Sun-like star plasma lashes its solar system

The Milky Way’s black hole is a messy eater

Melting poles emit methane

Falcon 9 takes left turn at equator for NASA

Overlooked exoplanet found by citizen scientists


Hello and welcome to the Daily Space. I am your host Dr. Pamela Gay.

I am your host, Beth Johnson. And we will be joined by Erik Madaus to talk launches later in the show.

Together, we are here to put science and rockets in your brain.

A lot of times, our news stories make us think it would be good to exit our solar system and get as far away from Earth as possible. Not today’s first two stories. They make me kind of glad that we are right where we are.

IMAGE: Dragon’s Breath: Artist’s impression of a supermassive filament released by a superflare on EK Draconis approaching young planets.
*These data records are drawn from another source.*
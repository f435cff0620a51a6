use std::rc::Rc;

use log::{debug, trace};

use rcore::{BlockId, PhysicalType};

use crate::block::{BlockRef, Container, Payload, PayloadSource};
use crate::context::ContainerContext;
use crate::error::{BlockError, Result};

use super::{consume, payload_kind, step_back, DataBlockReader};

impl DataBlockReader {
    // Footers, payload, headers with the cursor moving down from `offset`,
    // which is the end of the container.
    pub(super) fn read_container_backward(
        self: &Rc<Self>,
        offset: u64,
        id: &BlockId,
        parent: Option<&BlockRef>,
        mut remaining: Option<u64>,
        parent_context: Option<Rc<ContainerContext>>,
        sequence_number: usize,
    ) -> Result<Container> {
        let context = self.new_context(parent_context);
        let desc = self.describe(id)?;

        // A fixed size container can be identified before anything is read
        let mut id = id.clone();
        let mut resolved = !desc.generic;
        if desc.generic {
            if let Some(size) = self.specification().static_size_of(&id) {
                let start = step_back(&id, offset, size, remaining)?;
                id = self.determine_actual_container_id(start, &id, Some(size), &context)?;
                resolved = true;
            }
        }
        if resolved {
            context.init_container(BlockRef::new(id.clone(), sequence_number))?;
        }
        debug!("Reading {} backward from {}", id, offset);

        let me = BlockRef::new(id.clone(), sequence_number);
        let children = self.specification().children_of(&id);
        let mut cursor = offset;

        let mut footers = Vec::new();
        for child in children
            .iter()
            .rev()
            .filter(|c| c.physical_type == PhysicalType::Footer)
        {
            let mut read =
                self.read_headers_or_footers_with_id(cursor, &child.id, &me, remaining, &context)?;
            if let Some(first) = read.first() {
                remaining = consume(&child.id, remaining, cursor - first.offset())?;
                cursor = first.offset();
            }
            read.reverse();
            footers.extend(read);
        }
        footers.reverse();

        let payload_desc = self.specification().payload_of(&id).ok_or_else(|| {
            BlockError::InvalidSpecification(format!("container {} has no payload", id))
        })?;
        let payload = self.read_payload(cursor, &payload_desc.id, &me, remaining, &context)?;
        cursor = payload.offset();
        remaining = consume(payload.id(), remaining, payload.total_size())?;

        let mut headers = Vec::new();
        for child in children
            .iter()
            .rev()
            .filter(|c| c.physical_type == PhysicalType::Header)
        {
            let mut read =
                self.read_headers_or_footers_with_id(cursor, &child.id, &me, remaining, &context)?;
            if let Some(first) = read.first() {
                remaining = consume(&child.id, remaining, cursor - first.offset())?;
                cursor = first.offset();
            }
            read.reverse();
            headers.extend(read);
        }
        headers.reverse();

        if !resolved {
            let size = offset - cursor;
            id = self.determine_actual_container_id(cursor, &id, Some(size), &context)?;
            context.init_container(BlockRef::new(id.clone(), sequence_number))?;
        }

        trace!("{} spans {}..{}", id, cursor, offset);
        Ok(self.factory().create_container(
            id,
            cursor,
            sequence_number,
            parent,
            headers,
            payload,
            footers,
            context,
        ))
    }

    // Without a forward fallback the payload size has to be known up front
    pub(super) fn read_payload_backward(
        self: &Rc<Self>,
        offset: u64,
        id: &BlockId,
        parent: &BlockRef,
        remaining: Option<u64>,
        context: &Rc<ContainerContext>,
    ) -> Result<Payload> {
        let desc = self.describe(id)?;
        let kind = payload_kind(&desc)?;

        let size = context.get_size_of(id, 0)?.ok_or_else(|| {
            BlockError::InvalidSpecification(format!(
                "size of payload {} is unknown, it cannot be read backward",
                id
            ))
        })?;
        let start = step_back(id, offset, size, remaining)?;

        if !self.provider().is_random_access() {
            self.provider().buffer_before_read(start, Some(size))?;
        }

        Ok(self.factory().create_lazy_payload(
            id.clone(),
            kind,
            start,
            parent,
            size,
            PayloadSource {
                reader: self.forward_reader(),
                context: context.clone(),
            },
        ))
    }
}
#![allow(dead_code)]

use std::cell::RefCell;
use std::rc::Rc;

use rblock::{DataBlockReader, ReadDirection, ReaderConfig};
use rcore::{
    BlockId, FieldFunction, FieldType, FormatSpecification, MagicKey, MediumStore, MemoryMedium,
    SpecificationBuilder,
};

/// `TT` then chunks of a one byte length, a three byte type and the data.
pub fn chunk_spec() -> Rc<FormatSpecification> {
    let mut b = SpecificationBuilder::new("t");
    b.container("t").header_key(MagicKey::new(b"TT", 0));
    b.header("t.header");
    b.field("t.header.magic", FieldType::Binary).fixed(2);
    b.container_payload("t.payload");
    b.container("t.payload.chunk").generic();
    b.header("t.payload.chunk.header");
    b.field("t.payload.chunk.header.len", FieldType::UnsignedNumeric)
        .fixed(1)
        .add_function(FieldFunction::SizeOf(vec![BlockId::new(
            "t",
            "t.payload.chunk.payload",
        )]));
    b.field("t.payload.chunk.header.type", FieldType::String)
        .fixed(3)
        .add_function(FieldFunction::IdOf(vec![BlockId::new("t", "t.payload.chunk")]));
    b.field_payload("t.payload.chunk.payload");
    b.field("t.payload.chunk.payload.data", FieldType::Binary);
    b.default_nested_container("t.payload.chunk");
    Rc::new(b.build().unwrap())
}

pub fn chunk_data() -> Vec<u8> {
    let mut data = b"TT".to_vec();
    data.extend([3, b'A', b'B', b'C', 1, 2, 3]);
    data.extend([2, b'X', b'Y', b'Z', 9, 9]);
    data
}

/// Header `HD` and footer `FT`, both carrying the payload length.
pub fn symmetric_spec() -> Rc<FormatSpecification> {
    let payload = || FieldFunction::SizeOf(vec![BlockId::new("s", "s.payload")]);

    let mut b = SpecificationBuilder::new("s");
    b.container("s")
        .header_key(MagicKey::new(b"HD", 0))
        .footer_key(MagicKey::new(b"FT", -2));
    b.header("s.header");
    b.field("s.header.magic", FieldType::Binary).fixed(2);
    b.field("s.header.len", FieldType::UnsignedNumeric)
        .fixed(1)
        .add_function(payload());
    b.field_payload("s.payload");
    b.field("s.payload.value", FieldType::UnsignedNumeric);
    b.footer("s.footer");
    b.field("s.footer.len", FieldType::UnsignedNumeric)
        .fixed(1)
        .add_function(payload());
    b.field("s.footer.magic", FieldType::Binary).fixed(2);
    Rc::new(b.build().unwrap())
}

pub fn symmetric_data(value: &[u8]) -> Vec<u8> {
    let mut data = b"HD".to_vec();
    data.push(value.len() as u8);
    data.extend_from_slice(value);
    data.push(value.len() as u8);
    data.extend_from_slice(b"FT");
    data
}

pub fn memory(data: Vec<u8>) -> Rc<RefCell<dyn MediumStore>> {
    Rc::new(RefCell::new(MemoryMedium::new(data)))
}

pub fn reader(
    spec: Rc<FormatSpecification>,
    medium: Rc<RefCell<dyn MediumStore>>,
    direction: ReadDirection,
) -> Rc<DataBlockReader> {
    Rc::new(DataBlockReader::new(
        spec,
        medium,
        direction,
        ReaderConfig::default(),
    ))
}

/// Chunks as in `chunk_spec`, framed by `BB` and a footer holding the
/// payload length followed by `BE`.
pub fn framed_chunk_spec() -> Rc<FormatSpecification> {
    let mut b = SpecificationBuilder::new("b");
    b.container("b").footer_key(MagicKey::new(b"BE", -2));
    b.header("b.header");
    b.field("b.header.magic", FieldType::Binary).fixed(2);
    b.container_payload("b.payload");
    b.container("b.payload.chunk").generic();
    b.header("b.payload.chunk.header");
    b.field("b.payload.chunk.header.len", FieldType::UnsignedNumeric)
        .fixed(1)
        .add_function(FieldFunction::SizeOf(vec![BlockId::new(
            "b",
            "b.payload.chunk.payload",
        )]));
    b.field("b.payload.chunk.header.type", FieldType::String)
        .fixed(3)
        .add_function(FieldFunction::IdOf(vec![BlockId::new("b", "b.payload.chunk")]));
    b.field_payload("b.payload.chunk.payload");
    b.field("b.payload.chunk.payload.data", FieldType::Binary);
    b.footer("b.footer");
    b.field("b.footer.len", FieldType::UnsignedNumeric)
        .fixed(1)
        .add_function(FieldFunction::SizeOf(vec![BlockId::new("b", "b.payload")]));
    b.field("b.footer.magic", FieldType::Binary).fixed(2);
    b.default_nested_container("b.payload.chunk");
    Rc::new(b.build().unwrap())
}

pub fn framed_chunk_data() -> Vec<u8> {
    let mut data = b"BB".to_vec();
    data.extend([3, b'A', b'B', b'C', 1, 2, 3]);
    data.extend([2, b'X', b'Y', b'Z', 9, 9]);
    data.extend([13, b'B', b'E']);
    data
}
CREDIT: NAOJ

Astronomers studying the star EK Draconis recently observed it undergo a massive flare and emit a massive filament of plasma. The outburst was ten times larger than anything we’ve seen our Sun eject, and it was moving at a zippy 500 km/s.

While massive flares are nothing new, especially for young red dwarf stars, this particular flare was of note because EK Draconis is a Sun-like star. It’s much younger than the Sun but is similar in mass. This leads to the uncomfortable realization that our Sun, when it was young, probably also had these occasional superflares.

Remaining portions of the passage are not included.